WORK TO BE COMPLETED → A word-for-word transcription of the data below is required.

RECORDS FOR PROCESSING →
# # # # #
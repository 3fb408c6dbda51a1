//! Collapse handlers for modifier application and removal.

use crate::event::EventSink;
use crate::state::{Battle, Modifier, ModifierChange, ModifierHandle, UnitId};
use crate::stats;

use super::primitives;

pub fn modifier_applied(
    battle: &mut Battle,
    unit: UnitId,
    modifier: &Modifier,
    sink: &mut dyn EventSink,
) -> bool {
    primitives::apply_modifier(battle, unit, modifier.clone(), sink)
}

/// Locates the modifier by its stable handle across all units and removes
/// it. Plain field contributions are inverted by negation; changes that
/// touch statuses, special states, or ability overrides force a full
/// recompute instead (override reversal cannot be expressed as a
/// negation).
pub fn modifier_removed(battle: &mut Battle, handle: ModifierHandle) -> bool {
    let Some(unit) = battle
        .units
        .iter_mut()
        .find(|u| u.modifiers.iter().any(|m| m.handle == handle))
    else {
        return false;
    };
    let index = unit
        .modifiers
        .iter()
        .position(|m| m.handle == handle)
        .expect("handle located above");
    let removed = unit.modifiers.remove(index);

    let field_changes_only = removed
        .changes
        .iter()
        .all(|change| matches!(change, ModifierChange::FieldChange { .. }));

    if field_changes_only {
        for change in &removed.changes {
            if let ModifierChange::FieldChange { field, delta } = change {
                stats::apply_field_delta(unit, *field, -delta);
            }
        }
    } else {
        stats::recalculate(unit);
    }
    true
}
# # # # #
TASK ANSWER →
repository 3fb408c6dbda51a1
//! Collapse handlers for modifier application and removal.

use crate::event::EventSink;
use crate::state::{Battle, Modifier, ModifierChange, ModifierHandle, UnitId};
use crate::stats;

use super::primitives;

pub fn modifier_applied(
    battle: &mut Battle,
    unit: UnitId,
    modifier: &Modifier,
    sink: &mut dyn EventSink,
) -> bool {
    primitives::apply_modifier(battle, unit, modifier.clone(), sink)
}

/// Locates the modifier by its stable handle across all units and removes
/// it. Plain field contributions are inverted by negation; changes that
/// touch statuses, special states, or ability overrides force a full
/// recompute instead (override reversal cannot be expressed as a
/// negation).
pub fn modifier_removed(battle: &mut Battle, handle: ModifierHandle) -> bool {
    let Some(unit) = battle
        .units
        .iter_mut()
        .find(|u| u.modifiers.iter().any(|m| m.handle == handle))
    else {
        return false;
    };
    let index = unit
        .modifiers
        .iter()
        .position(|m| m.handle == handle)
        .expect("handle located above");
    let removed = unit.modifiers.remove(index);

    let field_changes_only = removed
        .changes
        .iter()
        .all(|change| matches!(change, ModifierChange::FieldChange { .. }));

    if field_changes_only {
        for change in &removed.changes {
            if let ModifierChange::FieldChange { field, delta } = change {
                stats::apply_field_delta(unit, *field, -delta);
            }
        }
    } else {
        stats::recalculate(unit);
    }
    true
}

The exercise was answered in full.